Given that other current BMW “sixes” have an aluminum block with cast-iron cylinder liners, it may be surprising that the S54 M3 engine has a cast-iron block. Why?
Compactness is the primary reason. An inline six is longer than a V-6, and BMW nurtures the inline layout because of its superior smoothness and sound. An aluminum block’s cylinder liners take up space; with liners it would not have been possible to achieve the engine’s 3.2-liter displacement without lengthening the block.
The second reason is strength. Given that this engine develops fully 333 hp from 3.2 liters – significantly over 100 hp per liter – its internal stresses are immense. According to M3 Project Director Siegfried Friedmann, BMW engineers researched a silicon-impregnated aluminum block (as used in BMW V-8 and V-12 engines), which would not require liners. They concluded that a cast-iron block could best sustain the engine’s high cylinder pressures and very high piston speed at maximum rpm. (Current Formula 1 engines reportedly attain piston speeds around 25 meters per second; with 24 m/sec. at its rpm limit of 8000 rpm, the S54 is quite close.)

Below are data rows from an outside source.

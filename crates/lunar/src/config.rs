//! Viewer configuration (window, scene constants, shading). Loaded from config.ron at startup.

use glam::Vec3;
use orbit::{clamp_phase, ReliefParams, DEFAULT_MOON_RADIUS, DEFAULT_ORBIT_RADIUS, DEFAULT_PHASE, DEFAULT_SUN_DIRECTION};
use renderer::{MoonMaterial, BACKGROUND_GRAY};
use serde::{Deserialize, Serialize};
use std::path::{Path, PathBuf};

use crate::state::ViewMode;

/// Persistent viewer settings. Loaded from `config.ron` in the current directory.
#[derive(Debug, Clone, PartialEq, Serialize, Deserialize)]
pub struct AppConfig {
    /// Window width in logical pixels.
    #[serde(default = "default_window_width")]
    pub window_width: u32,
    /// Window height in logical pixels.
    #[serde(default = "default_window_height")]
    pub window_height: u32,
    #[serde(default = "default_true")]
    pub vsync: bool,
    #[serde(default)]
    pub fullscreen: bool,
    /// Render variant shown at startup.
    #[serde(default)]
    pub mode: ViewMode,
    /// Phase at startup, and the fixed phase when the HUD is disabled.
    #[serde(default = "default_phase")]
    pub initial_phase: f32,
    /// Draw the slider and readout. When false the phase never changes.
    #[serde(default = "default_true")]
    pub show_hud: bool,
    #[serde(default = "default_orbit_radius")]
    pub orbit_radius: f32,
    #[serde(default = "default_moon_radius")]
    pub moon_radius: f32,
    /// Segments and rings of the UV sphere.
    #[serde(default = "default_sphere_resolution")]
    pub sphere_resolution: u32,
    /// Direction the sunlight travels.
    #[serde(default = "default_sun_direction")]
    pub sun_direction: [f32; 3],
    /// Mosaic cell edge in pixels.
    #[serde(default = "default_cell_size")]
    pub mosaic_cell_size: u32,
    #[serde(default)]
    pub relief: ReliefConfig,
    /// Background gray level, 0..1 display space.
    #[serde(default = "default_background")]
    pub background: f32,
}

/// Relief shader settings.
#[derive(Debug, Clone, PartialEq, Serialize, Deserialize)]
#[serde(default)]
pub struct ReliefConfig {
    pub noise_scale: f32,
    /// Push along the normal in unit-sphere units (scaled with the moon).
    pub displacement: f32,
    pub time_scale: f32,
    pub ramp_low: [f32; 3],
    pub ramp_high: [f32; 3],
    pub material_color: [f32; 3],
    pub specular_color: [f32; 3],
    pub shininess: f32,
    pub ambient_strength: f32,
}

impl Default for ReliefConfig {
    fn default() -> Self {
        let params = ReliefParams::default();
        let material = MoonMaterial::relief();
        Self {
            noise_scale: params.noise_scale,
            displacement: params.displacement,
            time_scale: params.time_scale,
            ramp_low: material.ramp_low,
            ramp_high: material.ramp_high,
            material_color: material.material_color,
            specular_color: material.specular_color,
            shininess: material.shininess,
            ambient_strength: material.ambient_strength,
        }
    }
}

impl ReliefConfig {
    pub fn params(&self) -> ReliefParams {
        ReliefParams {
            noise_scale: self.noise_scale,
            displacement: self.displacement,
            time_scale: self.time_scale,
        }
    }

    pub fn material(&self) -> MoonMaterial {
        MoonMaterial {
            ramp_low: self.ramp_low,
            ramp_high: self.ramp_high,
            material_color: self.material_color,
            specular_color: self.specular_color,
            shininess: self.shininess,
            ambient_strength: self.ambient_strength,
            ..MoonMaterial::relief()
        }
    }
}

fn default_window_width() -> u32 {
    1280
}
fn default_window_height() -> u32 {
    720
}
fn default_true() -> bool {
    true
}
fn default_phase() -> f32 {
    DEFAULT_PHASE
}
fn default_orbit_radius() -> f32 {
    DEFAULT_ORBIT_RADIUS
}
fn default_moon_radius() -> f32 {
    DEFAULT_MOON_RADIUS
}
fn default_sphere_resolution() -> u32 {
    96
}
fn default_sun_direction() -> [f32; 3] {
    DEFAULT_SUN_DIRECTION.to_array()
}
fn default_cell_size() -> u32 {
    20
}
fn default_background() -> f32 {
    BACKGROUND_GRAY
}

impl Default for AppConfig {
    fn default() -> Self {
        Self {
            window_width: default_window_width(),
            window_height: default_window_height(),
            vsync: default_true(),
            fullscreen: false,
            mode: ViewMode::default(),
            initial_phase: default_phase(),
            show_hud: default_true(),
            orbit_radius: default_orbit_radius(),
            moon_radius: default_moon_radius(),
            sphere_resolution: default_sphere_resolution(),
            sun_direction: default_sun_direction(),
            mosaic_cell_size: default_cell_size(),
            relief: ReliefConfig::default(),
            background: default_background(),
        }
    }
}

impl AppConfig {
    /// Load config from `config.ron`. If the file is missing or invalid, returns default config.
    pub fn load() -> Self {
        Self::load_from(&config_path())
    }

    pub fn load_from(path: &Path) -> Self {
        let config = match std::fs::read_to_string(path) {
            Ok(data) => match Self::from_ron(&data) {
                Ok(c) => c,
                Err(e) => {
                    log::warn!("Invalid config at {:?}: {}, using defaults", path, e);
                    Self::default()
                }
            },
            Err(_) => {
                log::debug!("No config at {:?}, using defaults", path);
                Self::default()
            }
        };
        config.sanitized()
    }

    pub fn from_ron(data: &str) -> Result<Self, ron::error::SpannedError> {
        ron::from_str(data)
    }

    /// Clamp values into ranges the scene can use.
    pub fn sanitized(mut self) -> Self {
        if !self.initial_phase.is_finite() {
            log::warn!("initial_phase is not a number, using {}", DEFAULT_PHASE);
            self.initial_phase = DEFAULT_PHASE;
        }
        self.initial_phase = clamp_phase(self.initial_phase);
        self.mosaic_cell_size = self.mosaic_cell_size.max(1);
        self.sphere_resolution = self.sphere_resolution.clamp(3, 512);
        self.orbit_radius = positive_or(self.orbit_radius, DEFAULT_ORBIT_RADIUS, "orbit_radius");
        self.moon_radius = positive_or(self.moon_radius, DEFAULT_MOON_RADIUS, "moon_radius");
        if self.moon_radius >= self.orbit_radius {
            log::warn!(
                "moon_radius {} does not fit inside orbit_radius {}, using defaults",
                self.moon_radius,
                self.orbit_radius
            );
            self.orbit_radius = DEFAULT_ORBIT_RADIUS;
            self.moon_radius = DEFAULT_MOON_RADIUS;
        }
        self.background = if self.background.is_finite() {
            self.background.clamp(0.0, 1.0)
        } else {
            BACKGROUND_GRAY
        };

        let sun = Vec3::from_array(self.sun_direction);
        self.sun_direction = match sun.try_normalize() {
            Some(dir) => dir.to_array(),
            None => {
                log::warn!("sun_direction {:?} has no length, using default", self.sun_direction);
                DEFAULT_SUN_DIRECTION.normalize().to_array()
            }
        };
        self
    }
}

fn positive_or(value: f32, fallback: f32, name: &str) -> f32 {
    if value.is_finite() && value > 0.0 {
        value
    } else {
        log::warn!("{} must be positive, got {}, using {}", name, value, fallback);
        fallback
    }
}

fn config_path() -> PathBuf {
    std::env::current_dir().unwrap_or_else(|_| PathBuf::from(".")).join("config.ron")
}

#[cfg(test)]
mod tests {
    use super::*;

    #[test]
    fn partial_file_fills_defaults() {
        let config = AppConfig::from_ron("(mode: Mosaic, mosaic_cell_size: 8, relief: (shininess: 32.0))").unwrap();
        assert_eq!(config.mode, ViewMode::Mosaic);
        assert_eq!(config.mosaic_cell_size, 8);
        assert_eq!(config.relief.shininess, 32.0);
        assert_eq!(config.relief.noise_scale, 4.0);
        assert_eq!(config.window_width, 1280);
        assert_eq!(config.initial_phase, 15.0);
        assert!(config.show_hud);
    }

    #[test]
    fn empty_struct_equals_default() {
        assert_eq!(AppConfig::from_ron("()").unwrap(), AppConfig::default());
    }

    #[test]
    fn garbage_is_an_error() {
        assert!(AppConfig::from_ron("(mode: Sideways)").is_err());
        assert!(AppConfig::from_ron("not ron at all").is_err());
    }

    #[test]
    fn sanitize_clamps_and_normalizes() {
        let config = AppConfig {
            initial_phase: 42.0,
            mosaic_cell_size: 0,
            sphere_resolution: 1,
            moon_radius: -5.0,
            sun_direction: [0.0, 0.0, 0.0],
            background: 3.0,
            ..AppConfig::default()
        }
        .sanitized();
        assert_eq!(config.initial_phase, 30.0);
        assert_eq!(config.mosaic_cell_size, 1);
        assert_eq!(config.sphere_resolution, 3);
        assert_eq!(config.moon_radius, DEFAULT_MOON_RADIUS);
        assert_eq!(config.background, 1.0);
        let sun = Vec3::from_array(config.sun_direction);
        assert!((sun.length() - 1.0).abs() < 1e-5);
        assert!(sun.x < 0.0 && sun.z > 0.0);
    }

    #[test]
    fn sun_direction_is_normalized() {
        let config = AppConfig {
            sun_direction: [0.0, 0.0, 4.0],
            ..AppConfig::default()
        }
        .sanitized();
        assert_eq!(config.sun_direction, [0.0, 0.0, 1.0]);
    }

    #[test]
    fn missing_file_gives_defaults() {
        let config = AppConfig::load_from(Path::new("definitely/not/here/config.ron"));
        assert_eq!(config, AppConfig::default().sanitized());
    }

    #[test]
    fn relief_block_maps_to_shader_inputs() {
        let relief = ReliefConfig::default();
        assert_eq!(relief.params(), ReliefParams::default());
        assert_eq!(relief.material(), MoonMaterial::relief());
    }
}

The block accommodates the engine’s bore and stroke of 87.0 x 91.0 mm, up from the regular-production BMW 3.0-liter six’s 84.0 x 89.6 mm. However, playing much larger roles than increased displacement in the nearly 100-hp increase over the most powerful 3 Series engine are the M3 engine’s induction, combustion and exhaust engineering, together with its execution as a high-rpm engine. The starring role here is played by a cylinder head that could be termed “exotic.”
Tour de force: the cylinder head
Feature-by-feature, the cylinder head (of aluminum) joins exemplifies the tradition of BMW M cylinder heads. Its key features include:
Double VANOS steplessly variable valve timing. The S54 engine has stepless Double VANOS [3], which varies valve timing on the intake and exhaust camshafts. Though Double VANOS is employed in all other current BMW engines, as used in the M3 unit it varies timing over a wider range and contributes in a major way to the engine’s stratospheric power output.
VANOS pressure pump. The M3 VANOS system has its own radial-piston hydraulic pump; in regular-production BMW engines the main oil pump supplies the pressure to operate VANOS. Integral to the exhaust camshaft’s VANOS mechanism, the pump produces up to 120 bar (1740 lb./sq in.) of pressure. Herbert Vögele, who directs engine development at BMW M, explains that this high oil pressure enables the M3’s VANOS to vary valve timing more quickly at the very high rpm it reaches. Thus BMW M refers to the M3’s VANOS system as High-Pressure Double VANOS.
Unique valve mechanism. Regular-production BMW 6-cylinder engines employ bucket-type hydraulic lifters, actuating the valves directly with minimum noise and no periodic adjustment. For an engine with the S54’s rpm potential, BMW M engineers needed less reciprocating mass.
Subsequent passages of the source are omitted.